En tout état de cause, de condamner Mme [B] aux dépens et à lui payer 5 000 euros sur le fondement de l’article 700 du code de procédure civile.

Dans ses dernières réquisitions, notifiées au RPVA le 16 novembre 2021, le ministère public poursuit la confirmation du jugement frappé d’appel.

Le 23 avril 2021, les parties ont été avisées de la fixation du dossier à l’audience du 15 décembre 2021.

La procédure a été clôturée le 18 novembre 2021 avec rappel de la date de fixation.

Le 7 décembre 2021, elles ont été avisées du renvoi d’office du dossier au 15 juin 2022.

Conformément à l’article 455 du code de procédure civile, il conviendra de se référer aux écritures des parties pour l’exposé de leurs moyens de fait et de droit.

MOTIFS DE LA DECISION

Sur les conclusions déposées au RPVA le 13 mai 2022 par le ministère public

L’ordonnance de clôture est intervenue le 18 novembre 2021. Il en résulte que les réquisitions déposées au RPVA le 13 mai 2022 par le ministère public sont radicalement irrecevables.
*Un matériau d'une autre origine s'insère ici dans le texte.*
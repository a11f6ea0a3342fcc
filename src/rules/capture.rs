//! Capture check.

use tracing::info;

use crate::board::is_safe_cell;
use crate::core::{CaptureEvent, Captures, Color, GameState, Position};

/// Send every opponent token on ring `cell` back to the yard.
///
/// Safe cells never capture. Stacked opponents are all captured: the
/// engine enforces no single-occupancy rule.
pub fn resolve_captures(state: &mut GameState, attacker: Color, cell: u8) -> Captures {
    if is_safe_cell(cell) {
        return Captures::new();
    }

    let captures: Captures = state
        .opponents_at(attacker, cell)
        .map(|(victim, victim_token)| CaptureEvent {
            attacker,
            victim,
            victim_token,
            cell,
        })
        .collect();

    for event in &captures {
        state.set_position(event.victim, event.victim_token, Position::Yard);
        info!(
            %attacker,
            victim = %event.victim,
            token = %event.victim_token,
            cell,
            "token captured"
        );
    }

    captures
}
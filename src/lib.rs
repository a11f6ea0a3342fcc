//! # ludo-engine
//!
//! Rules engine for four-player Ludo: token positions, legal moves for a
//! die roll, captures, home-stretch entry, turn order and the winner.
//!
//! ## Design Principles
//!
//! 1. **Tagged positions**: a token is in the yard, on the ring, on its
//!    home stretch, or finished. No integer encoding can alias two of
//!    these.
//!
//! 2. **Owned state**: `GameState` is read-only outside the crate. It only
//!    changes through the resolver and the turn controller, and a rejected
//!    call never leaves a partial change behind.
//!
//! 3. **Injected randomness**: the engine never rolls on its own. Callers
//!    supply a `Die`; `GameRng` is the seeded production source.
//!
//! 4. **No I/O**: rendering and prompting live outside. `BoardView` and
//!    `TokenPolicy` are the seams.
//!
//! ## Modules
//!
//! - `core`: colors, tokens, positions, dice, state, configuration
//! - `board`: fixed topology and position arithmetic
//! - `rules`: move resolver, captures, turn controller
//! - `play`: token-choice policies and the headless driver loop
//! - `error`: rules errors
//!
//! ## Example
//!
//! ```
//! use ludo_engine::{Color, DieRoll, Game, Position, RollOutcome, TokenId};
//!
//! let mut game = Game::new();
//!
//! let outcome = game.roll(DieRoll::SIX).unwrap();
//! assert!(matches!(outcome, RollOutcome::MustChoose { color: Color::Red, .. }));
//!
//! let turn = game.choose(TokenId::new(1)).unwrap();
//! assert_eq!(turn.outcome.to, Position::Ring(1));
//! assert!(turn.extra_turn);
//! ```

pub mod core;
pub mod board;
pub mod rules;
pub mod play;
pub mod error;

// Re-export commonly used types
pub use crate::core::{
    new_game, roll_die, BoardView, CaptureEvent, Captures, Color, ColorMap, Die, DieRoll, GameRng,
    GameRngState, GameState, MoveRecord, PlayConfig, PlayerTokens, Position, ScriptedDie, TokenId,
    TokenView,
};

pub use crate::board::{entry_cell, home_entrance, is_safe_cell, HOME_STRETCH_LENGTH, RING_LENGTH, SAFE_CELLS};

pub use crate::rules::{
    apply_move, check_win, end_turn, movable_tokens, preview_move, resolve_captures, tokens_finished, Game,
    MovableSet, MoveOutcome, RollOutcome, TurnOutcome, TurnPhase,
};

pub use crate::play::{
    play_game, play_game_with, play_turn, resume_game, FirstMovable, GameSummary, GreedyPolicy, RandomPolicy,
    TokenPolicy, TurnReport,
};

pub use crate::error::{RulesError, RulesResult};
Elles seront, en conséquence, rejetées.

Sur la nullité du jugement frappé d’appel

Mme [B] poursuit la nullité du jugement frappé d’appel pour violation de l’article R651-5 du code de commerce et du principe du respect du contradictoire en ce que les rapports du juge commissaire et les réquisitions du parquet ne lui auraient pas été communiqués.

L’article R662-12 du code de commerce pose pour principe que pour tout ce qui concerne l’action en responsabilité pour insuffisance d’actif, la faillite personnelle ou l’interdiction de gérer le tribunal statue sur rapport du juge commissaire.

Les articles 6-1 de la convention européenne des droits de l’homme et 16 du code de procédure civile qui consacrent le principe du respect du contradictoire imposent que ce rapport soit communiqué aux parties préalablement à l’audience de jugement.

Pour affirmer que le principe du respect du contradictoire a été respecté en l’espèce, la SCP BR & ASSOCIES s’appuie sur les mentions du jugement attaqué contre lesquelles Mme [B] s’est inscrite en faux.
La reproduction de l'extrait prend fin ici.